Trademark rights develop over time through use of a name or logo in connection with certain goods or services. Those rights strengthen if the owner registers its trademark with the proper authorities, and there are many benefits of registering a trademark federally or in Florida. Consider the following example.
Suppose that Mr. and Mrs. Entrepreneur open XYZ Ice Cream Parlor, which serves ice cream in Tallahassee. Although local customers associate XYZ Ice Cream Parlor with great service and tasty ice cream, XYZ Ice Cream Parlor is relatively unknown outside Tallahassee. A few years after XYZ Ice Cream Parlor opens, XYZ Ice Cream Shop – owned by Mr. Infringer – also begins to sell ice cream in Tallahassee. Similarly, Ms. Copycat, visiting from Atlanta, loves the XYZ name and upon returning to Atlanta opens XYZ Ice Cream Café there.
Mr. and Mrs. Entrepreneur are upset. Their customers believe they opened a second location in Tallahassee, which they did not do, and are complaining about slow service there, which is actually at Mr. Infringer’s XYZ Ice Cream Shop. After some online research, the Entrepreneurs also find Ms. Copycat’s XYZ Ice Cream Café in Atlanta and learn that Ms. Copycat filed a federal trademark application for XYZ Ice Cream Café and is planning on opening new locations.
The Entrepreneurs legal rights at this point vary based on what steps, if any, they have taken to protect their trademark.
EXAMPLE 1 – The Entrepreneurs did not register any trademark
If the Entrepreneurs did not register their trademark anywhere, they may be able to stop Mr. Infringer from operating in Tallahassee because he is operating in the same geographic area they are. But even this could be difficult to do, because the Entrepreneurs must prove, among other things, that they own the XYZ Ice Cream Parlor trademark and that it distinguishes their services in Tallahassee.

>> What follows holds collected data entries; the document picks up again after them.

use crate::config::{ExporterKind, Settings};
use crate::utils::error::{Result, SawtoothError};
use regex::Regex;
use serde::{Deserialize, Serialize};
use std::path::Path;
use std::sync::OnceLock;

/// Optional overrides read from a TOML file. Every key may be omitted.
#[derive(Debug, Clone, Default, Serialize, Deserialize)]
#[serde(deny_unknown_fields)]
pub struct TomlConfig {
    pub generator: Option<GeneratorSection>,
    pub telemetry: Option<TelemetrySection>,
}

#[derive(Debug, Clone, Default, Serialize, Deserialize)]
#[serde(deny_unknown_fields)]
pub struct GeneratorSection {
    pub batch_size: Option<usize>,
    pub period_millis: Option<u64>,
}

#[derive(Debug, Clone, Default, Serialize, Deserialize)]
#[serde(deny_unknown_fields)]
pub struct TelemetrySection {
    pub enabled: Option<bool>,
    pub service_name: Option<String>,
    pub service_version: Option<String>,
    pub exporter: Option<ExporterKind>,
    pub export_interval_millis: Option<u64>,
    pub push_endpoint: Option<String>,
    pub push_job: Option<String>,
}

impl TomlConfig {
    /// 從 TOML 檔案載入配置
    pub fn from_file<P: AsRef<Path>>(path: P) -> Result<Self> {
        let content = std::fs::read_to_string(&path).map_err(SawtoothError::IoError)?;
        Self::from_toml_str(&content)
    }

    /// 從 TOML 字串解析配置
    pub fn from_toml_str(content: &str) -> Result<Self> {
        let processed_content = Self::substitute_env_vars(content);
        Ok(toml::from_str(&processed_content)?)
    }

    /// 替換環境變數 (例如 ${PUSHGATEWAY_URL})，找不到的變數保持原樣
    fn substitute_env_vars(content: &str) -> String {
        static ENV_VAR: OnceLock<Regex> = OnceLock::new();
        let re = ENV_VAR.get_or_init(|| {
            Regex::new(r"\$\{([A-Za-z_][A-Za-z0-9_]*)\}").expect("static regex is valid")
        });

        re.replace_all(content, |caps: &regex::Captures| {
            let var_name = &caps[1];
            std::env::var(var_name).unwrap_or_else(|_| format!("${{{}}}", var_name))
        })
        .into_owned()
    }

    /// 把檔案中有設定的欄位覆蓋到 settings 上
    pub fn apply_to(&self, settings: &mut Settings) {
        if let Some(generator) = &self.generator {
            if let Some(batch_size) = generator.batch_size {
                settings.generator.batch_size = batch_size;
            }
            if let Some(period_millis) = generator.period_millis {
                settings.generator.period_millis = period_millis;
            }
        }

        if let Some(telemetry) = &self.telemetry {
            let target = &mut settings.telemetry;
            if let Some(enabled) = telemetry.enabled {
                target.enabled = enabled;
            }
            if let Some(name) = &telemetry.service_name {
                target.service_name = name.clone();
            }
            if let Some(version) = &telemetry.service_version {
                target.service_version = version.clone();
            }
            if let Some(exporter) = telemetry.exporter {
                target.exporter = exporter;
            }
            if let Some(interval) = telemetry.export_interval_millis {
                target.export_interval_millis = interval;
            }
            if let Some(endpoint) = &telemetry.push_endpoint {
                target.push_endpoint = Some(endpoint.clone());
            }
            if let Some(job) = &telemetry.push_job {
                target.push_job = Some(job.clone());
            }
        }
    }
}

#[cfg(test)]
mod tests {
    use super::*;
    use crate::utils::validation::Validate;
    use std::io::Write;
    use tempfile::NamedTempFile;

    #[test]
    fn test_parse_partial_toml_config() {
        let toml_content = r#"
[generator]
batch_size = 2500

[telemetry]
exporter = "none"
"#;

        let config = TomlConfig::from_toml_str(toml_content).unwrap();
        let mut settings = Settings::default();
        config.apply_to(&mut settings);

        assert_eq!(settings.generator.batch_size, 2500);
        assert_eq!(settings.generator.period_millis, 500);
        assert_eq!(settings.telemetry.exporter, ExporterKind::None);
        assert_eq!(settings.telemetry.service_name, "sawtooth-memory");
    }

    #[test]
    fn test_empty_file_keeps_defaults() {
        let config = TomlConfig::from_toml_str("").unwrap();
        let mut settings = Settings::default();
        config.apply_to(&mut settings);
        assert_eq!(settings, Settings::default());
    }

    #[test]
    fn test_env_var_substitution() {
        std::env::set_var("SAWTOOTH_TEST_PUSHGATEWAY", "http://pushgateway:9091");

        let toml_content = r#"
[telemetry]
exporter = "push"
push_endpoint = "${SAWTOOTH_TEST_PUSHGATEWAY}"
"#;

        let config = TomlConfig::from_toml_str(toml_content).unwrap();
        let mut settings = Settings::default();
        config.apply_to(&mut settings);
        assert_eq!(
            settings.telemetry.push_endpoint.as_deref(),
            Some("http://pushgateway:9091")
        );
        assert!(settings.validate().is_ok());

        std::env::remove_var("SAWTOOTH_TEST_PUSHGATEWAY");
    }

    #[test]
    fn test_unknown_keys_are_rejected() {
        let toml_content = r#"
[generator]
batch_sise = 10
"#;
        let err = TomlConfig::from_toml_str(toml_content).unwrap_err();
        assert!(matches!(err, SawtoothError::TomlError(_)));
    }

    #[test]
    fn test_config_from_file() {
        let mut temp_file = NamedTempFile::new().unwrap();

        let toml_content = r#"
[generator]
period_millis = 250

[telemetry]
service_name = "file-test"
"#;

        temp_file.write_all(toml_content.as_bytes()).unwrap();

        let config = TomlConfig::from_file(temp_file.path()).unwrap();
        let mut settings = Settings::default();
        config.apply_to(&mut settings);
        assert_eq!(settings.generator.period_millis, 250);
        assert_eq!(settings.telemetry.service_name, "file-test");
    }

    #[test]
    fn test_missing_file_is_io_error() {
        let err = TomlConfig::from_file("/definitely/not/here.toml").unwrap_err();
        assert!(matches!(err, SawtoothError::IoError(_)));
    }
}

In addition, without a trademark registration, they will be unable to stop Ms. Copycat from operating XYZ Ice Cream Café (or anyone else using a similar name anywhere) because it is outside the area where the Entrepreneur’s trademark is known. Furthermore, if Ms. Copycat actually receives the federal trademark registration she applied for, she may be able to prevent the Entrepreneurs from expanding anywhere outside of Tallahassee under the XYZ name. This means Ms. Copycat will be able to continue operating her similarly-named ice cream shop in Atlanta, and the Entrepreneurs may be unable to use the XYZ name anywhere but Tallahassee.
EXAMPLE 2 – The Entrepreneurs registered XYZ Ice Cream Parlor as a Florida trademark
On the other hand, if the Entrepreneurs registered XYZ Ice Cream Parlor as a Florida trademark, their chances of preventing Mr. Infringer from using the name XYZ Ice Cream Shop in Tallahassee increase significantly because the law will presume that they own the XYZ Ice Cream Parlor trademark and that it distinguishes their services in Florida.
Additionally, Ms. Copycat cannot stop them from expanding their business within Florida. However, the Entrepreneurs still cannot stop Ms. Copycat from expanding outside of Florida.
EXAMPLE 3 – The Entrepreneurs registered XYZ Ice Cream Parlor as a U.S. Trademark
A U.S. registration entitles the owner to the exclusive right to use its mark in all fifty states and confers the presumption of ownership over a valid trademark. Therefore, if the Entrepreneurs registered XYZ Ice Cream Parlor as a U.S. Trademark, they would have a good chance of preventing both Mr. Infringer and Ms. Copycat from operating under the XYZ Ice Cream name anywhere.
Additionally, it is likely that Ms. Copycat’s federal trademark application will be denied registration because the Entrepreneurs registered the XYZ Ice Cream trademark first.
Federal trademarks offer other important benefits such as better control over infringing goods sold through e-commerce websites or those imported in the United States. Federal trademarks can also be used to stop others from using similar domain names that disrupt the owner’s business.
Federal and state registration of a trademark offers a business many benefits. A business that plans to never expand outside of Florida may only wish to register a Florida trademark, while a company that sells good online, may perhaps expand in the future, or already operates in several states may benefit from a federal registration.
The information provided does not and is not intended to constitute legal advice; instead, all information is intended for general informational purposes only.